[WHAT TO PRODUCE]:
Retrieve all lines below that have the string "turns".

[PROVIDED RECORDS]:
[Start of section]
#![forbid(unsafe_code)]
#![allow(clippy::too_many_arguments)]

pub mod conf;
pub mod game;
pub mod log;
pub mod model;
pub mod rng;
pub mod rpc;
pub mod rules;

pub use game::error::GameError;
pub use model::state::GameState;

pub type GameResult<T> = Result<T, GameError>;

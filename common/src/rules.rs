//! Static rules tables: "AI personality tables and upgrade tables:
//! static data; load once from config; never mutate at runtime." Personality
//! tables live in `runetide_ai::personality` since they're AI-only; the
//! tables here are read by the command processor and income calculator,
//! i.e. shared rules everyone agrees on regardless of who's playing.

use crate::model::temple::Upgrade;

/// Highest level an elemental upgrade can reach (level is 0-based, so this
/// is 3 distinct tiers: 0, 1, 2).
pub const MAX_UPGRADE_LEVEL: u32 = 2;

/// Faith cost to take an upgrade from `level` to `level + 1` (or to buy the
/// first tier of a fresh upgrade at `level == 0`).
pub fn upgrade_cost(_upgrade: Upgrade, level: u32) -> u64 {
    const BASE_UPGRADE_COST: u64 = 10;
    BASE_UPGRADE_COST * (level as u64 + 1)
}

/// WATER's income multiplier in percentage points per level:
/// "WATER: e.g. +20% per level". `level` is 0-based (level 0 -> +20%).
pub fn water_income_bonus_percent(level: u32) -> u64 {
    20 * (level as u64 + 1)
}

/// open question 1, resolved: soldier cost scales with how many
/// soldiers this player has already bought *this turn* — buying a second
/// soldier the same turn costs more than the first, discouraging
/// stockpiling faith for a single mega-turn while keeping the schedule
/// simple to reason about (and trivially resettable at turn start, unlike
/// a schedule keyed off a never-resetting global index).
pub fn soldier_cost(soldiers_bought_this_turn: u32) -> u64 {
    const BASE_SOLDIER_COST: u64 = 5;
    const PER_EXTRA_SOLDIER_SURCHARGE: u64 = 2;
    BASE_SOLDIER_COST + PER_EXTRA_SOLDIER_SURCHARGE * soldiers_bought_this_turn as u64
}

#[cfg(test)]
mod tests {
    use super::*;

    #[test]
    fn soldier_cost_increases_with_count_this_turn() {
        assert!(soldier_cost(0) < soldier_cost(1));
        assert!(soldier_cost(1) < soldier_cost(2));
    }

    #[test]
    fn upgrade_cost_increases_with_level() {
        assert!(upgrade_cost(Upgrade::Earth, 0) < upgrade_cost(Upgrade::Earth, 1));
    }

    #[test]
    fn water_bonus_scales_with_level() {
        // level 0 -> +20%, level 1 -> +40%.
        assert_eq!(water_income_bonus_percent(0), 20);
        assert_eq!(water_income_bonus_percent(1), 40);
    }
}

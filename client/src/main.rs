//! Thin CLI harness: issues commands to a `runetided` server and renders
//! the `FeedbackEvent` stream a running [`runetide_reconciler::FeedbackQueue`]
//! produces from each `wait_for_update` push. No terminal UI of its own —
//! the feedback stream is the product here, this is just a console sink for
//! it, matching the "a renderer consumes it" framing of the engine's
//! rendering boundary.

use std::io::{self, BufRead, Write};

use clap::Parser;
use tarpc::{client, context, tokio_serde::formats::Json};
use tracing::{error, info, warn};
use tracing_subscriber::EnvFilter;

use common::game::command::{BuildTarget, Command};
use common::model::temple::Upgrade;
use common::rpc::{GameId, PlayerSecret, RunetideRpcClient};
use runetide_reconciler::{FeedbackEvent, FeedbackQueue, FeedbackSink, Overlay};

#[derive(Parser, Debug)]
#[command(name = "runetide-client")]
struct Args {
    /// `host:port` of a running `runetided`.
    #[arg(long, default_value = "[::1]:21311")]
    addr: String,

    /// GameId to join, printed by the server on startup.
    #[arg(long, default_value_t = 0)]
    game: u64,

    /// PlayerSecret for the seat to act as, printed by the server on startup.
    #[arg(long)]
    secret: u64,
}

struct ConsoleSink;

impl FeedbackSink for ConsoleSink {
    fn on_event(&mut self, _overlay: &Overlay, event: &FeedbackEvent) {
        match event {
            FeedbackEvent::Movement { source, target, count, .. } => {
                println!("{count} soldiers march from region {source} to region {target}.")
            }
            FeedbackEvent::Conquest { source, target, new_owner, .. } => match source {
                Some(source) => println!("Region {target} falls to player {new_owner}, attacked from region {source}!"),
                None => println!("Region {target} is claimed by player {new_owner}."),
            },
            FeedbackEvent::FailedAttack { source, target, retreats, .. } => {
                if *retreats {
                    println!("The attack from region {source} on region {target} is repelled; survivors retreat.")
                } else {
                    println!("The attack from region {source} on region {target} is repelled; the attackers are destroyed.")
                }
            }
            FeedbackEvent::Recruitment { region, .. } => println!("A new soldier garrisons region {region}."),
            FeedbackEvent::Upgrade { region, .. } => println!("The temple at region {region} channels a new upgrade."),
        }
    }
}

fn parse_upgrade(name: &str) -> Option<Upgrade> {
    match name.to_ascii_lowercase().as_str() {
        "earth" => Some(Upgrade::Earth),
        "fire" => Some(Upgrade::Fire),
        "water" => Some(Upgrade::Water),
        "air" => Some(Upgrade::Air),
        _ => None,
    }
}

/// Long-polls `wait_for_update`, deriving a `FeedbackEvent` plan for every
/// update and replaying it through `queue`. Runs until the server connection
/// drops.
async fn run_reconciler(client: RunetideRpcClient, game: GameId, secret: PlayerSecret, queue: FeedbackQueue, mut previous: common::model::GameState) {
    let mut since_update_id = previous.update_id;
    loop {
        let update = match client.wait_for_update(context::current(), game, secret, since_update_id).await {
            Ok(update) => update,
            Err(e) => {
                warn!(error = %e, "wait_for_update failed, stopping the reconciler loop");
                return;
            }
        };
        if update.state.update_id <= since_update_id {
            continue;
        }
        let plan = runetide_reconciler::build_plan(&previous, &update.state, update.turn_moves.as_deref(), update.last_move.as_ref());
        since_update_id = update.state.update_id;
        previous = update.state;
        if !plan.is_empty() {
            let _ = queue.enqueue(plan).await;
        }
    }
}

fn print_help() {
    println!("commands:");
    println!(" move <source> <target> <count> army move");
    println!(" build soldier <region> recruit a soldier");
    println!(" build upgrade <region> <elem> buy/advance an upgrade (earth/fire/water/air)");
    println!(" end end turn");
    println!(" resign resign from the game");
    println!(" state print the authoritative game state");
    println!(" quit disconnect");
}

#[tokio::main]
async fn main() -> anyhow::Result<()> {
    tracing_subscriber::fmt().with_env_filter(EnvFilter::from_default_env()).init();

    let args = Args::parse();
    let game = GameId(args.game);
    let secret = PlayerSecret(args.secret);

    let transport = tarpc::serde_transport::tcp::connect(args.addr.as_str(), Json::default).await?;
    let client = RunetideRpcClient::new(client::Config::default(), transport).spawn();

    let state = client
        .game_state(context::current(), game, secret)
        .await?
        .ok_or_else(|| anyhow::anyhow!("server has no such game/secret"))?;
    info!(update_id = state.update_id, player = state.current_player_slot, "joined game");

    let queue = FeedbackQueue::spawn(Overlay::new(state.clone()), ConsoleSink);
    tokio::spawn(run_reconciler(client.clone(), game, secret, queue.clone(), state));

    print_help();
    let stdin = io::stdin();
    let mut lines = stdin.lock().lines();
    print!("> ");
    io::stdout().flush().ok();
    while let Some(line) = lines.next() {
        let line = line?;
        let words: Vec<&str> = line.split_whitespace().collect();
        let outcome = match words.as_slice() {
            ["move", source, target, count] => {
                let (source, target, count) = match (source.parse(), target.parse(), count.parse()) {
                    (Ok(s), Ok(t), Ok(c)) => (s, t, c),
                    _ => {
                        println!("usage: move <source> <target> <count>");
                        print!("> ");
                        io::stdout().flush().ok();
                        continue;
                    }
                };
                Some(client.army_move(context::current(), game, secret, source, target, count).await)
            }
            ["build", "soldier", region] => match region.parse() {
                Ok(region) => Some(client.build(context::current(), game, secret, region, BuildTarget::Soldier).await),
                Err(_) => {
                    println!("usage: build soldier <region>");
                    print!("> ");
                    io::stdout().flush().ok();
                    continue;
                }
            },
            ["build", "upgrade", region, elem] => match (region.parse(), parse_upgrade(elem)) {
                (Ok(region), Some(upgrade)) => Some(client.build(context::current(), game, secret, region, BuildTarget::Upgrade(upgrade)).await),
                _ => {
                    println!("usage: build upgrade <region> <earth|fire|water|air>");
                    print!("> ");
                    io::stdout().flush().ok();
                    continue;
                }
            },
            ["end"] => Some(client.end_turn(context::current(), game, secret, Vec::<Command>::new()).await),
            ["resign"] => Some(client.resign(context::current(), game, secret).await),
            ["state"] => {
                if let Ok(Some(state)) = client.game_state(context::current(), game, secret).await {
                    println!("{}", serde_json::to_string_pretty(&state)?);
                }
                print!("> ");
                io::stdout().flush().ok();
                continue;
            }
            ["quit"] => break,
            [] => {
                print!("> ");
                io::stdout().flush().ok();
                continue;
            }
            _ => {
                print_help();
                print!("> ");
                io::stdout().flush().ok();
                continue;
            }
        };

        match outcome {
            Some(Ok(outcome)) if !outcome.success => println!("rejected: {:?}", outcome.error),
            Some(Ok(_)) => {}
            Some(Err(e)) => error!(error = %e, "rpc call failed"),
            None => {}
        }
        print!("> ");
        io::stdout().flush().ok();
    }

    Ok(())
}

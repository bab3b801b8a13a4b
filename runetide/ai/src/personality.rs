//! AI personalities: how eagerly a bot buys soldiers versus temple
//! upgrades, and which upgrade it reaches for first.

use common::model::temple::Upgrade;

/// A named tendency for the build-versus-upgrade-versus-attack pipeline in
/// [`crate::policy`].
#[derive(Clone, Debug, PartialEq)]
pub struct Personality {
    pub name: &'static str,

    /// Upgrades tried in order when a temple slot is free or eligible for
    /// another level; the first affordable one wins.
    pub upgrade_preference: &'static [Upgrade],

    /// How much a region's (enemy soldiers - our soldiers) disparity has to
    /// favor the enemy before this personality reaches for its wallet
    /// instead of attacking with what it already has.
    pub soldier_eagerness: f64,
}

pub const DEFENDER: Personality = Personality {
    name: "Defender",
    upgrade_preference: &[Upgrade::Earth, Upgrade::Water, Upgrade::Air, Upgrade::Fire],
    soldier_eagerness: 0.5,
};

pub const ECONOMIST: Personality = Personality {
    name: "Economist",
    upgrade_preference: &[Upgrade::Water, Upgrade::Earth, Upgrade::Air, Upgrade::Fire],
    soldier_eagerness: 0.2,
};

pub const AGGRESSOR: Personality = Personality {
    name: "Aggressor",
    upgrade_preference: &[Upgrade::Fire, Upgrade::Air, Upgrade::Water, Upgrade::Earth],
    soldier_eagerness: 1.0,
};

pub const BERSERKER: Personality = Personality {
    name: "Berserker",
    upgrade_preference: &[Upgrade::Fire, Upgrade::Fire, Upgrade::Air, Upgrade::Water],
    soldier_eagerness: 1.8,
};

/// Resolves a player's stored personality key to its table entry, falling
/// back to `Defender` for an unrecognized or missing key.
pub fn by_name(name: Option<&str>) -> &'static Personality {
    match name {
        Some("Economist") => &ECONOMIST,
        Some("Aggressor") => &AGGRESSOR,
        Some("Berserker") => &BERSERKER,
        _ => &DEFENDER,
    }
}

#[cfg(test)]
mod tests {
    use super::*;

    #[test]
    fn unknown_personality_falls_back_to_defender() {
        assert_eq!(by_name(Some("Unknown")), &DEFENDER);
        assert_eq!(by_name(None), &DEFENDER);
    }

    #[test]
    fn berserker_is_most_eager_to_attack() {
        assert!(BERSERKER.soldier_eagerness > AGGRESSOR.soldier_eagerness);
        assert!(AGGRESSOR.soldier_eagerness > DEFENDER.soldier_eagerness);
        assert!(DEFENDER.soldier_eagerness > ECONOMIST.soldier_eagerness);
    }
}

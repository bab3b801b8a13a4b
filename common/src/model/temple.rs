use serde::{Deserialize, Serialize};

use super::region::RegionIndex;

/// The elemental upgrade catalog:
///
/// - `Earth`: preemptive defender damage before melee.
/// - `Fire`: preemptive attacker damage before melee.
/// - `Water`: income multiplier.
/// - `Air`: grants the owning player `level` extra army-move points at the
/// start of each of their turns — movement economy is the one lever the
/// income/turn model exposes that doesn't collide with the
/// exhaustively-specified combat math, so that's where Air's bonus lands.
#[derive(Clone, Copy, Debug, PartialEq, Eq, Hash, Ord, PartialOrd, Serialize, Deserialize)]
pub enum Upgrade {
    Earth,
    Fire,
    Water,
    Air,
}

impl Upgrade {
    pub const ALL: [Upgrade; 4] = [Upgrade::Earth, Upgrade::Fire, Upgrade::Water, Upgrade::Air];
}

impl std::fmt::Display for Upgrade {
    fn fmt(&self, f: &mut std::fmt::Formatter<'_>) -> std::fmt::Result {
        let s = match self {
            Upgrade::Earth => "Earth",
            Upgrade::Fire => "Fire",
            Upgrade::Water => "Water",
            Upgrade::Air => "Air",
        };
        f.write_str(s)
    }
}

/// A region has at most one temple; its upgrade slot holds exactly one
/// elemental upgrade once purchased and cannot be swapped (/).
#[derive(Clone, Debug, PartialEq, Serialize, Deserialize)]
pub struct Temple {
    pub region: RegionIndex,
    pub upgrade: Option<Upgrade>,
    pub level: u32,
}

impl Temple {
    pub fn new(region: RegionIndex) -> Self {
        Self { region, upgrade: None, level: 0 }
    }

    /// The effective level of `upgrade` at this temple, 0 if this temple
    /// doesn't have that upgrade at all. Combat math reads this
    /// directly: `defender.upgradeLevel(EARTH)`.
    pub fn upgrade_level(&self, upgrade: Upgrade) -> u32 {
        if self.upgrade == Some(upgrade) {
            self.level + 1
        } else {
            0
        }
    }
}

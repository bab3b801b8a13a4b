//! A transient rendering overlay on top of a `GameState` snapshot: tracks
//! per-soldier animation flags the authoritative engine has no concept of,
//! and applies each plan step's effect so the next step starts from the
//! right positions.

use std::collections::BTreeMap;

use common::model::region::RegionIndex;
use common::model::soldier::{Soldier, SoldierId};
use common::model::state::GameState;

/// Rendering-only state for one soldier, cleared once its step settles.
#[derive(Clone, Copy, Debug, Default, PartialEq, Eq)]
pub struct TransientFlags {
    pub in_motion: bool,
    pub attacked_region: Option<RegionIndex>,
}

/// A `GameState` clone plus the transient flags the renderer needs.
/// Never sent back to the server; it exists only so the client can derive
/// sequential animation frames from successive plan steps.
pub struct Overlay {
    pub state: GameState,
    flags: BTreeMap<SoldierId, TransientFlags>,
}

impl Overlay {
    pub fn new(state: GameState) -> Self {
        Self { state, flags: BTreeMap::new() }
    }

    pub fn flags_for(&self, soldier: SoldierId) -> TransientFlags {
        self.flags.get(&soldier).copied().unwrap_or_default()
    }

    pub fn mark_in_motion(&mut self, soldier: SoldierId) {
        self.flags.entry(soldier).or_default().in_motion = true;
    }

    pub fn mark_attacked(&mut self, soldier: SoldierId, target: RegionIndex) {
        self.flags.entry(soldier).or_default().attacked_region = Some(target);
    }

    pub fn clear_transient_flags(&mut self) {
        self.flags.clear();
    }

    /// Moves the last `count` soldiers at `source` to the end of `target`'s
    /// stack, for a peaceful move or a successful conquest.
    pub fn transfer(&mut self, source: RegionIndex, target: RegionIndex, count: u32) {
        let moved = pop_from_end(&mut self.state, source, count);
        self.state.soldiers_by_region.entry(target).or_default().extend(moved);
    }

    pub fn set_owner(&mut self, region: RegionIndex, owner: common::model::player::PlayerSlot) {
        self.state.owners_by_region.insert(region, owner);
    }
}

fn pop_from_end(state: &mut GameState, region: RegionIndex, count: u32) -> Vec<Soldier> {
    let stack = state.soldiers_by_region.entry(region).or_default();
    let split_at = stack.len().saturating_sub(count as usize);
    stack.split_off(split_at)
}

#[cfg(test)]
mod tests {
    use super::*;
    use common::model::player::Player;
    use common::model::region::Region;
    use common::rng::RngSeed;

    fn base_state() -> GameState {
        let regions = vec![Region::new(0, 0.0, 0.0).with_neighbors([1]), Region::new(1, 1.0, 0.0).with_neighbors([0])];
        let players = vec![Player::human(0, "P0", "red")];
        let mut state = GameState::new(regions, players, 0, RngSeed::from_u64(1));
        state.soldiers_by_region.insert(0, (0..3).map(Soldier::new).collect());
        state
    }

    #[test]
    fn transfer_moves_soldiers_from_end_of_source() {
        let mut overlay = Overlay::new(base_state());
        overlay.transfer(0, 1, 2);
        assert_eq!(overlay.state.soldier_count_at(0), 1);
        assert_eq!(overlay.state.soldier_count_at(1), 2);
    }

    #[test]
    fn flags_default_to_cleared() {
        let overlay = Overlay::new(base_state());
        assert_eq!(overlay.flags_for(0), TransientFlags::default());
    }
}

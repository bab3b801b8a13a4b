//! Deterministic PRNG.
//!
//! Every combat roll and every AI move-shuffle draws from a [`SeededRng`]
//! derived from `GameState::rng_seed`. Given the same seed and the same
//! sequence of draws, two independent runs must produce byte-identical
//! output — `rand::rngs::StdRng` seeded via `SeedableRng::seed_from_u64` is
//! deterministic across platforms for a fixed seed, which the determinism
//! property requires.

use rand::rngs::StdRng;
use rand::{Rng, SeedableRng};
use serde::{Deserialize, Serialize};

/// The stable seed carried in `GameState`. Either a string or an integer
/// is accepted on construction; we normalize to a string so it serializes
/// simply and round-trips through JSON without type ambiguity.
#[derive(Clone, Debug, Eq, PartialEq, Hash, Serialize, Deserialize)]
pub struct RngSeed(pub String);

impl RngSeed {
    pub fn from_u64(seed: u64) -> Self {
        Self(seed.to_string())
    }

    /// FNV-1a, chosen because it's a few lines, has no dependency, and is
    /// stable across platforms and Rust versions — unlike `std`'s default
    /// `RandomState` hasher, which is explicitly randomized per-process.
    fn fnv1a(s: &str) -> u64 {
        let mut hash: u64 = 0xcbf29ce484222325;
        for byte in s.as_bytes() {
            hash ^= *byte as u64;
            hash = hash.wrapping_mul(0x100000001b3);
        }
        hash
    }

    fn as_u64(&self) -> u64 {
        Self::fnv1a(&self.0)
    }
}

impl From<u64> for RngSeed {
    fn from(v: u64) -> Self {
        Self::from_u64(v)
    }
}

impl From<&str> for RngSeed {
    fn from(v: &str) -> Self {
        Self(v.to_string())
    }
}

impl From<String> for RngSeed {
    fn from(v: String) -> Self {
        Self(v)
    }
}

/// A deterministic RNG scoped to one logical draw stream. Cloning a
/// `GameState` and advancing the clone's `SeededRng` never perturbs the
/// original's stream — each holds its own `StdRng` by value.
#[derive(Clone)]
pub struct SeededRng {
    inner: StdRng,
}

impl SeededRng {
    pub fn from_seed(seed: &RngSeed) -> Self {
        Self { inner: StdRng::seed_from_u64(seed.as_u64()) }
    }

    /// Derive an independent child stream for a sub-computation (e.g. one
    /// AI search ply) without disturbing `self`. The child's seed is a
    /// deterministic function of this stream's current state plus `path`,
    /// so the same `(seed, path)` always forks the same way.
    pub fn fork_by_path(&mut self, path: &[u64]) -> Self {
        let mut mixer = self.inner.gen::<u64>();
        for component in path {
            mixer = mixer
                .wrapping_mul(0x9E3779B97F4A7C15)
                .wrapping_add(*component);
        }
        Self { inner: StdRng::seed_from_u64(mixer) }
    }

    /// Roll one die with the given number of sides, returning a value in
    /// `[1, sides]`.
    pub fn roll_dice(&mut self, sides: u32) -> u32 {
        assert!(sides > 0, "a die must have at least one side");
        self.inner.gen_range(1, sides + 1)
    }

    pub fn roll_dice_n(&mut self, sides: u32, n: usize) -> Vec<u32> {
        (0..n).map(|_| self.roll_dice(sides)).collect()
    }

    pub fn gen_range(&mut self, low: usize, high_exclusive: usize) -> usize {
        self.inner.gen_range(low, high_exclusive)
    }

    /// Fisher-Yates shuffle, used by the AI search to de-bias move
    /// ordering without ever calling non-deterministic randomness.
    pub fn shuffle<T>(&mut self, items: &mut [T]) {
        let len = items.len();
        if len < 2 {
            return;
        }
        for i in (1..len).rev() {
            let j = self.gen_range(0, i + 1);
            items.swap(i, j);
        }
    }
}

#[cfg(test)]
mod tests {
    use super::*;

    #[test]
    fn same_seed_same_sequence() {
        let seed = RngSeed::from("attacker-wins-seed");
        let mut a = SeededRng::from_seed(&seed);
        let mut b = SeededRng::from_seed(&seed);
        let rolls_a: Vec<u32> = (0..20).map(|_| a.roll_dice(6)).collect();
        let rolls_b: Vec<u32> = (0..20).map(|_| b.roll_dice(6)).collect();
        assert_eq!(rolls_a, rolls_b);
    }

    #[test]
    fn dice_within_bounds() {
        let mut rng = SeededRng::from_seed(&RngSeed::from_u64(42));
        for _ in 0..500 {
            let d = rng.roll_dice(6);
            assert!((1..=6).contains(&d));
        }
    }

    #[test]
    fn fork_is_independent_of_parent_stream() {
        let mut parent = SeededRng::from_seed(&RngSeed::from_u64(7));
        let mut child = parent.fork_by_path(&[1, 2, 3]);
        let parent_next = parent.roll_dice(20);
        let child_next = child.roll_dice(20);
        // Not a meaningful correctness property that they differ (they
        // could coincidentally match), but forking must not panic and
        // must not advance the parent stream beyond the one draw above.
        let _ = (parent_next, child_next);
    }

    #[test]
    fn shuffle_is_deterministic_for_seed() {
        let mut a = SeededRng::from_seed(&RngSeed::from_u64(99));
        let mut b = SeededRng::from_seed(&RngSeed::from_u64(99));
        let mut v1 = vec![0, 1, 2, 3, 4, 5, 6, 7];
        let mut v2 = v1.clone();
        a.shuffle(&mut v1);
        b.shuffle(&mut v2);
        assert_eq!(v1, v2);
    }
}

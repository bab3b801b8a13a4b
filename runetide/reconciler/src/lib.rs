//! Client-side move reconciler: turns a server's `gameStateUpdate` into an
//! ordered `FeedbackEvent` plan and plays it back through a single-threaded
//! cooperative queue, with a state-diff fallback for updates that omit
//! move metadata.

pub mod diff;
pub mod overlay;
pub mod plan;
pub mod queue;

pub use overlay::Overlay;
pub use plan::{build_plan, FeedbackEvent};
pub use queue::{FeedbackQueue, FeedbackSink};

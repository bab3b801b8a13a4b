use serde::{Deserialize, Serialize};

/// The canonical identity of a player within a game: "Slot indices are
/// the canonical identity everywhere; never rely on object identity or
/// array position."
pub type PlayerSlot = usize;

/// AI difficulty. `Nice` never perceives threat or opportunity;
/// `Rude` and `Mean` differ in how deep they scan for enemy presence.
#[derive(Clone, Copy, Debug, PartialEq, Eq, Hash, Serialize, Deserialize)]
pub enum AiLevel {
    Nice,
    Rude,
    Mean,
}

impl AiLevel {
    pub fn from_difficulty_str(s: &str) -> Self {
        match s {
            "Nice" => AiLevel::Nice,
            "Hard" => AiLevel::Mean,
            _ => AiLevel::Rude, // "Normal" and anything unrecognized default to Rude, matching default aiLevel=1
        }
    }
}

impl Default for AiLevel {
    fn default() -> Self {
        AiLevel::Rude
    }
}

#[derive(Clone, Debug, PartialEq, Serialize, Deserialize)]
pub struct Player {
    pub slot: PlayerSlot,
    pub name: String,
    pub color: String,
    pub is_ai: bool,

    /// Personality key, e.g. `"Aggressor"`. `None` for human players.
    pub personality: Option<String>,
}

impl Player {
    pub fn human(slot: PlayerSlot, name: impl Into<String>, color: impl Into<String>) -> Self {
        Self { slot, name: name.into(), color: color.into(), is_ai: false, personality: None }
    }

    pub fn ai(
        slot: PlayerSlot,
        name: impl Into<String>,
        color: impl Into<String>,
        personality: impl Into<String>,
    ) -> Self {
        Self {
            slot,
            name: name.into(),
            color: color.into(),
            is_ai: true,
            personality: Some(personality.into()),
        }
    }
}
[End of section]
[EXERCISE RESULT]:
/// start of each of their turns — movement economy is the one lever the
//! Client-side move reconciler: turns a server's `gameStateUpdate` into an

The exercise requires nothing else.